Every line of the data is to be output verbatim.
##### PROVIDED DATA
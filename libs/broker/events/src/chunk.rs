//! Splits outgoing messages larger than `max_message_bytes` into `chunk_bytes`
//! pieces with a `{chunk_id, index, total, sha256}` envelope the receiver uses to
//! reassemble and verify before parsing (§4.10).

use serde::{Deserialize, Serialize};
use sha2::{Digest, Sha256};

#[derive(Debug, Clone, Serialize, Deserialize, PartialEq)]
pub struct ChunkEnvelope {
    pub chunk_id: String,
    pub index: u32,
    pub total: u32,
    pub sha256: String,
    /// Base64 would hide the payload shape from log inspection; hex keeps chunked
    /// JSON messages at least eyeballable in a pcap or log line.
    pub data_hex: String,
}

/// Splits `payload` into `ChunkEnvelope`s of at most `chunk_bytes` each, only if it
/// exceeds `max_message_bytes`; otherwise returns `None` so the caller sends the
/// message whole.
pub fn chunk_if_needed(chunk_id: &str, payload: &[u8], max_message_bytes: usize, chunk_bytes: usize) -> Option<Vec<ChunkEnvelope>> {
    if payload.len() <= max_message_bytes {
        return None;
    }

    let total = payload.len().div_ceil(chunk_bytes) as u32;
    Some(
        payload
            .chunks(chunk_bytes)
            .enumerate()
            .map(|(index, piece)| {
                let sha256 = format!("{:x}", Sha256::digest(piece));
                ChunkEnvelope {
                    chunk_id: chunk_id.to_string(),
                    index: index as u32,
                    total,
                    sha256,
                    data_hex: hex::encode(piece),
                }
            })
            .collect(),
    )
}

/// Reassembles chunks (assumed already grouped by `chunk_id` and sorted by
/// `index`) into the original payload, verifying each chunk's hash first.
pub fn reassemble(chunks: &[ChunkEnvelope]) -> Result<Vec<u8>, String> {
    let mut out = Vec::new();
    for chunk in chunks {
        let bytes = hex::decode(&chunk.data_hex).map_err(|e| e.to_string())?;
        let digest = format!("{:x}", Sha256::digest(&bytes));
        if digest != chunk.sha256 {
            return Err(format!("chunk {} failed hash verification", chunk.index));
        }
        out.extend_from_slice(&bytes);
    }
    Ok(out)
}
##########
**WORKED SOLUTION**
filename libs/broker/events/src/chunk.rs
//! Splits outgoing messages larger than `max_message_bytes` into `chunk_bytes`
//! pieces with a `{chunk_id, index, total, sha256}` envelope the receiver uses to
//! reassemble and verify before parsing (§4.10).

use serde::{Deserialize, Serialize};
use sha2::{Digest, Sha256};

#[derive(Debug, Clone, Serialize, Deserialize, PartialEq)]
pub struct ChunkEnvelope {
    pub chunk_id: String,
    pub index: u32,
    pub total: u32,
    pub sha256: String,
    /// Base64 would hide the payload shape from log inspection; hex keeps chunked
    /// JSON messages at least eyeballable in a pcap or log line.
    pub data_hex: String,
}

/// Splits `payload` into `ChunkEnvelope`s of at most `chunk_bytes` each, only if it
/// exceeds `max_message_bytes`; otherwise returns `None` so the caller sends the
/// message whole.
pub fn chunk_if_needed(chunk_id: &str, payload: &[u8], max_message_bytes: usize, chunk_bytes: usize) -> Option<Vec<ChunkEnvelope>> {
    if payload.len() <= max_message_bytes {
        return None;
    }

    let total = payload.len().div_ceil(chunk_bytes) as u32;
    Some(
        payload
            .chunks(chunk_bytes)
            .enumerate()
            .map(|(index, piece)| {
                let sha256 = format!("{:x}", Sha256::digest(piece));
                ChunkEnvelope {
                    chunk_id: chunk_id.to_string(),
                    index: index as u32,
                    total,
                    sha256,
                    data_hex: hex::encode(piece),
                }
            })
            .collect(),
    )
}

/// Reassembles chunks (assumed already grouped by `chunk_id` and sorted by
/// `index`) into the original payload, verifying each chunk's hash first.
pub fn reassemble(chunks: &[ChunkEnvelope]) -> Result<Vec<u8>, String> {
    let mut out = Vec::new();
    for chunk in chunks {
        let bytes = hex::decode(&chunk.data_hex).map_err(|e| e.to_string())?;
        let digest = format!("{:x}", Sha256::digest(&bytes));
        if digest != chunk.sha256 {
            return Err(format!("chunk {} failed hash verification", chunk.index));
        }
        out.extend_from_slice(&bytes);
    }
    Ok(out)
}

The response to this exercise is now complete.